Stored dataset items:
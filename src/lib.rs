//! Wave Rush - a side-scrolling obstacle dodger
//!
//! Core modules:
//! - `sim`: Deterministic simulation (player motion, obstacle field, collisions)
//! - `tuning`: Data-driven game balance
//!
//! Rendering, input polling, and platform bring-up live outside this crate;
//! the embedding loop feeds [`sim::tick`] a [`sim::TickInput`] once per fixed
//! timestep and draws from the read accessors on [`sim::GameState`].

pub mod sim;
pub mod tuning;

pub use tuning::Tuning;

/// Game configuration constants
pub mod consts {
    /// Fixed simulation timestep (60 Hz, one tick per rendered frame)
    pub const SIM_DT: f32 = 1.0 / 60.0;

    /// World dimensions
    pub const SCREEN_W: f32 = 400.0;
    pub const SCREEN_H: f32 = 240.0;

    /// Player defaults - X never changes, the world scrolls past it
    pub const PLAYER_X: f32 = 80.0;
    pub const PLAYER_W: f32 = 16.0;
    pub const PLAYER_H: f32 = 16.0;
    /// Vertical clamp inset from the screen edges
    pub const EDGE_MARGIN: f32 = 8.0;

    /// Obstacle defaults
    pub const PIPE_WIDTH: f32 = 48.0;
    pub const GAP_HEIGHT: i32 = 80;
    pub const PIPE_SPACING: f32 = 160.0;
    /// Fixed obstacle slot count; slots are recycled, never reallocated
    pub const MAX_PIPES: usize = 8;
    /// First obstacle spawns this far past the right edge
    pub const SPAWN_MARGIN: f32 = 40.0;
    /// Gap top edge is drawn uniformly from [GAP_MIN_TOP, GAP_MIN_TOP + GAP_TOP_RANGE),
    /// keeping the gap at least 32 units off both screen edges
    pub const GAP_MIN_TOP: i32 = 32;
    pub const GAP_TOP_RANGE: i32 = SCREEN_H as i32 - 64 - GAP_HEIGHT;

    /// Scroll speed at the start of a run
    pub const BASE_PIPE_SPEED: f32 = 2.0;
    /// Seconds of flat difficulty before the ramp starts
    pub const SPEED_RAMP_DELAY: f32 = 5.0;
    /// Speed gained per second of elapsed play time once ramping
    pub const SPEED_RAMP_RATE: f32 = 0.02;

    /// Vertical control targets (symmetric "wave" feel)
    pub const THRUST_RATE: f32 = 2.4;
    pub const GRAVITY_RATE: f32 = 2.4;
    /// First-order smoothing factor applied to velocity each tick
    pub const VELOCITY_SMOOTHING: f32 = 0.25;

    /// Sprite tilt derivation for rendering
    pub const TILT_FACTOR: f32 = 6.0;
    pub const TILT_MAX_DEG: f32 = 40.0;

    /// Cosmetic trail buffer length
    pub const TRAIL_LEN: usize = 10;
}

/// First-order exponential smoothing of `current` toward `target`
#[inline]
pub fn approach(current: f32, target: f32, smoothing: f32) -> f32 {
    current + (target - current) * smoothing
}
//! Wave Rush entry point
//!
//! Headless demo: runs the simulation for a fixed number of ticks with the
//! built-in autopilot and logs what happens. Rendering, real input, and frame
//! pacing belong to an embedding platform loop, which would call
//! [`wave_rush::sim::tick`] once per 60 Hz frame exactly as this loop does.
//!
//! Usage: `wave-rush [seed] [ticks] [tuning.json]`

use std::error::Error;

use wave_rush::Tuning;
use wave_rush::consts::SIM_DT;
use wave_rush::sim::{GameEvent, GameState, TickInput, tick};

fn main() -> Result<(), Box<dyn Error>> {
    env_logger::Builder::from_env(env_logger::Env::default().default_filter_or("info")).init();

    let mut args = std::env::args().skip(1);
    let seed: u64 = match args.next() {
        Some(arg) => arg.parse()?,
        None => 1,
    };
    let ticks: u64 = match args.next() {
        Some(arg) => arg.parse()?,
        None => 60 * 60,
    };
    let tuning = match args.next() {
        Some(path) => Tuning::from_json(&std::fs::read_to_string(path)?)?,
        None => Tuning::default(),
    };

    log::info!("seed {seed}, {ticks} ticks");
    let mut state = GameState::with_tuning(seed, tuning);
    let mut input = TickInput {
        autopilot: true,
        ..Default::default()
    };

    let mut runs: u32 = 1;
    let mut best: u32 = 0;
    for _ in 0..ticks {
        let events = tick(&mut state, &input, SIM_DT);
        input.restart = false;

        for event in events {
            match event {
                GameEvent::Scored => log::debug!("score {}", state.score),
                GameEvent::Died => {
                    best = best.max(state.score);
                    // The pilot restarts on the next tick, like a player mashing A
                    input.restart = true;
                }
                GameEvent::Restarted => runs += 1,
            }
        }
    }

    best = best.max(state.score);
    log::info!(
        "done: {runs} run(s), best score {best}, final speed {:.3}",
        state.pipe_speed
    );
    Ok(())
}
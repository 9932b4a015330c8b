//! Fixed timestep simulation tick
//!
//! The two-state machine (Alive/Dead) that advances one run deterministically.

use super::collision::player_hits_field;
use super::state::{GamePhase, GameState};
use crate::approach;
use crate::consts::*;

/// Input commands for a single tick (deterministic)
#[derive(Debug, Clone, Copy, Default)]
pub struct TickInput {
    /// Thrust held this tick (any "accelerate" control)
    pub pressing: bool,
    /// Restart request (one-shot; only meaningful while dead)
    pub restart: bool,
    /// Let the built-in pilot derive `pressing` instead (demo mode)
    pub autopilot: bool,
}

/// Observable things that happened during a tick
#[derive(Debug, Clone, Copy, PartialEq, Eq)]
pub enum GameEvent {
    /// An obstacle's trailing edge passed the player
    Scored,
    /// Collision ended the run
    Died,
    /// A dead run was reset
    Restarted,
}

/// Advance the game state by one fixed timestep
pub fn tick(state: &mut GameState, input: &TickInput, dt: f32) -> Vec<GameEvent> {
    let mut events = Vec::new();

    match state.phase {
        GamePhase::Dead => {
            if input.restart {
                state.restart();
                events.push(GameEvent::Restarted);
            }
            // The wake still follows the (frozen) player on the death screen
            state.trail.record(state.player_pos());
            return events;
        }
        GamePhase::Alive => {}
    }

    state.time_ticks += 1;

    let pressing = if input.autopilot {
        autopilot_pressing(state)
    } else {
        input.pressing
    };

    // Velocity eases toward the target instead of snapping; this smoothing
    // is what gives the wave its glide
    let target = if pressing {
        -state.tuning.thrust_rate
    } else {
        state.tuning.gravity_rate
    };
    state.velocity_y = approach(state.velocity_y, target, state.tuning.velocity_smoothing);
    state.player_y += state.velocity_y;

    // Clamp to the screen, killing velocity so it can't wind up against the edge
    if state.player_y < EDGE_MARGIN {
        state.player_y = EDGE_MARGIN;
        state.velocity_y = 0.0;
    }
    if state.player_y > SCREEN_H - EDGE_MARGIN {
        state.player_y = SCREEN_H - EDGE_MARGIN;
        state.velocity_y = 0.0;
    }

    // World scrolls left; each trailing-edge crossing is one point
    let crossings = state.field.advance(state.pipe_speed, PLAYER_X, &mut state.rng);
    for _ in 0..crossings {
        state.score += 1;
        events.push(GameEvent::Scored);
    }

    // Difficulty recomputes from absolute elapsed time after the grace period
    state.elapsed += dt;
    if state.elapsed > state.tuning.speed_ramp_delay {
        state.pipe_speed =
            state.tuning.base_pipe_speed + state.elapsed * state.tuning.speed_ramp_rate;
    }

    // Same-tick collision, against this tick's post-move positions
    if player_hits_field(state.player_y, &state.field) {
        state.phase = GamePhase::Dead;
        log::info!("run over at score {}", state.score);
        events.push(GameEvent::Died);
    }

    state.trail.record(state.player_pos());
    events
}

/// Steer toward the gap center of the nearest obstacle still ahead.
///
/// Substitutes only the thrust bit; everything else goes through the normal
/// tick path. A tick-hashed dither keeps demo runs from looking mechanical.
fn autopilot_pressing(state: &GameState) -> bool {
    let target_y = state
        .field
        .obstacles()
        .filter(|ob| ob.right() >= PLAYER_X)
        .min_by(|a, b| a.x.partial_cmp(&b.x).unwrap_or(std::cmp::Ordering::Equal))
        .map(|ob| ob.gap_top as f32 + GAP_HEIGHT as f32 / 2.0)
        .unwrap_or(SCREEN_H / 2.0);

    let hash = (state.time_ticks as u32).wrapping_mul(2654435761);
    let dither = ((hash >> 16) % 7) as f32 - 3.0;

    state.player_y > target_y + dither
}
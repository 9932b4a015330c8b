//! Deterministic simulation module
//!
//! All gameplay logic lives here. This module must be pure and deterministic:
//! - Fixed timestep only
//! - Seeded RNG only
//! - Stable slot order (fixed obstacle array)
//! - No rendering or platform dependencies

pub mod collision;
pub mod field;
pub mod state;
pub mod tick;

pub use collision::{Aabb, player_box, player_hits_field};
pub use field::ObstacleField;
pub use state::{GamePhase, GameState, Obstacle, Trail};
pub use tick::{GameEvent, TickInput, tick};
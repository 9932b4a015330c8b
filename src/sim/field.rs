//! The scrolling obstacle field
//!
//! A fixed-capacity pool of pipe slots. Slots are reused, never allocated or
//! freed; recycling a slot resets all of its fields. Gap placement draws from
//! the seeded RNG owned by the game state, so layouts replay deterministically.

use rand::Rng;
use rand_pcg::Pcg32;
use serde::{Deserialize, Serialize};

use super::state::Obstacle;
use crate::consts::*;

/// Fixed pool of obstacle slots scrolling leftward past the player
#[derive(Debug, Clone, Serialize, Deserialize)]
pub struct ObstacleField {
    pub(crate) slots: [Obstacle; MAX_PIPES],
}

impl ObstacleField {
    /// Create an empty field; call [`initialize`](Self::initialize) before use
    pub fn new() -> Self {
        Self {
            slots: [Obstacle::INACTIVE; MAX_PIPES],
        }
    }

    /// Reset every slot and lay the field out fresh past the right edge,
    /// one obstacle every [`PIPE_SPACING`] units
    pub fn initialize(&mut self, rng: &mut Pcg32) {
        for slot in &mut self.slots {
            *slot = Obstacle::INACTIVE;
        }
        let start = SCREEN_W + SPAWN_MARGIN;
        for i in 0..MAX_PIPES {
            self.spawn(i, start + i as f32 * PIPE_SPACING, rng);
        }
    }

    /// Respawn slot `i` at `x` with a freshly drawn gap
    fn spawn(&mut self, i: usize, x: f32, rng: &mut Pcg32) {
        self.slots[i] = Obstacle {
            x,
            gap_top: rng.random_range(GAP_MIN_TOP..GAP_MIN_TOP + GAP_TOP_RANGE),
            active: true,
            scored: false,
        };
    }

    /// Advance every active obstacle leftward by `speed`.
    ///
    /// Returns the number of scoring events this tick: one per slot whose
    /// trailing edge crossed `player_x` for the first time. A slot that has
    /// fully left the screen is recycled past the rightmost slot, which keeps
    /// spacing uniform regardless of evaluation order or per-tick speed.
    pub fn advance(&mut self, speed: f32, player_x: f32, rng: &mut Pcg32) -> u32 {
        let mut crossings = 0;
        for i in 0..MAX_PIPES {
            if !self.slots[i].active {
                continue;
            }
            self.slots[i].x -= speed;

            if !self.slots[i].scored && self.slots[i].right() < player_x {
                self.slots[i].scored = true;
                crossings += 1;
            }

            if self.slots[i].x < -PIPE_WIDTH {
                let max_x = self
                    .slots
                    .iter()
                    .filter(|s| s.active)
                    .map(|s| s.x)
                    .fold(0.0_f32, f32::max);
                self.spawn(i, max_x + PIPE_SPACING, rng);
            }
        }
        crossings
    }

    /// All active obstacles
    pub fn obstacles(&self) -> impl Iterator<Item = &Obstacle> {
        self.slots.iter().filter(|s| s.active)
    }

    /// Active obstacles whose center lies within `radius` of `x`.
    /// A pre-filter for collision testing; correctness rests on
    /// [`obstacles`](Self::obstacles).
    pub fn obstacles_near(&self, x: f32, radius: f32) -> impl Iterator<Item = &Obstacle> {
        self.obstacles().filter(move |s| (s.x - x).abs() < radius)
    }
}

impl Default for ObstacleField {
    fn default() -> Self {
        Self::new()
    }
}

#[cfg(test)]
mod tests {
    use super::*;
    use proptest::prelude::*;
    use rand::SeedableRng;

    fn seeded_field(seed: u64) -> (ObstacleField, Pcg32) {
        let mut rng = Pcg32::seed_from_u64(seed);
        let mut field = ObstacleField::new();
        field.initialize(&mut rng);
        (field, rng)
    }

    fn sorted_xs(field: &ObstacleField) -> Vec<f32> {
        let mut xs: Vec<f32> = field.obstacles().map(|o| o.x).collect();
        xs.sort_by(|a, b| a.partial_cmp(b).unwrap());
        xs
    }

    #[test]
    fn test_initialize_layout() {
        let (field, _) = seeded_field(7);
        let xs = sorted_xs(&field);
        assert_eq!(xs.len(), MAX_PIPES);
        assert_eq!(xs[0], SCREEN_W + SPAWN_MARGIN);
        for pair in xs.windows(2) {
            assert!((pair[1] - pair[0] - PIPE_SPACING).abs() < 1e-3);
        }
        assert!(field.obstacles().all(|o| !o.scored));
    }

    #[test]
    fn test_scoring_fires_on_trailing_edge_crossing() {
        let (mut field, mut rng) = seeded_field(1);
        field.slots = [Obstacle::INACTIVE; MAX_PIPES];
        field.slots[0] = Obstacle {
            x: 40.0,
            gap_top: 100,
            active: true,
            scored: false,
        };

        // 40 -> 38; trailing edge 38 + 24 = 62 < 80 fires exactly one event
        let crossings = field.advance(2.0, 80.0, &mut rng);
        assert_eq!(crossings, 1);
        assert!((field.slots[0].x - 38.0).abs() < 1e-6);
        assert!(field.slots[0].scored);

        // Already scored: no further events while this instance lives
        let crossings = field.advance(2.0, 80.0, &mut rng);
        assert_eq!(crossings, 0);
    }

    #[test]
    fn test_no_event_before_trailing_edge_crosses() {
        let (mut field, mut rng) = seeded_field(1);
        field.slots = [Obstacle::INACTIVE; MAX_PIPES];
        field.slots[0] = Obstacle {
            x: 60.0,
            gap_top: 100,
            active: true,
            scored: false,
        };

        // 60 -> 58; trailing edge 82 is still right of the player
        let crossings = field.advance(2.0, 80.0, &mut rng);
        assert_eq!(crossings, 0);
        assert!(!field.slots[0].scored);
    }

    #[test]
    fn test_recycle_resets_slot_past_rightmost() {
        let (mut field, mut rng) = seeded_field(3);

        // Scroll until at least one slot has been recycled
        let mut recycled = false;
        for _ in 0..2000 {
            let before = sorted_xs(&field);
            field.advance(2.0, PLAYER_X, &mut rng);
            let after = sorted_xs(&field);
            if after.last().unwrap() > before.last().unwrap() {
                recycled = true;
                // The respawned slot sits exactly one spacing past the rest
                for pair in after.windows(2) {
                    assert!(pair[1] - pair[0] >= PIPE_SPACING - 1e-3);
                }
                let newest = field
                    .obstacles()
                    .max_by(|a, b| a.x.partial_cmp(&b.x).unwrap())
                    .unwrap();
                assert!(!newest.scored);
            }
        }
        assert!(recycled);
    }

    proptest! {
        #[test]
        fn prop_gap_top_stays_inside_band(seed in any::<u64>()) {
            let (mut field, mut rng) = seeded_field(seed);
            for _ in 0..600 {
                field.advance(3.0, PLAYER_X, &mut rng);
                for ob in field.obstacles() {
                    prop_assert!(ob.gap_top >= GAP_MIN_TOP);
                    prop_assert!(ob.gap_top < GAP_MIN_TOP + GAP_TOP_RANGE);
                    // Gap never touches the extreme top/bottom margins
                    prop_assert!(ob.gap_bottom() <= SCREEN_H - 32.0);
                }
            }
        }

        #[test]
        fn prop_spacing_survives_variable_speed(
            seed in any::<u64>(),
            speeds in proptest::collection::vec(0.5f32..6.0, 1..200),
        ) {
            let (mut field, mut rng) = seeded_field(seed);
            for speed in speeds {
                field.advance(speed, PLAYER_X, &mut rng);
                let xs = sorted_xs(&field);
                for pair in xs.windows(2) {
                    prop_assert!(pair[1] - pair[0] >= PIPE_SPACING - 1e-2);
                }
            }
        }
    }
}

* _Task prompt_: Return only those lines of the records that contain the string "whose".

* _Exercise solution_:
    /// Returns the number of scoring events this tick: one per slot whose
    /// Active obstacles whose center lies within `radius` of `x`.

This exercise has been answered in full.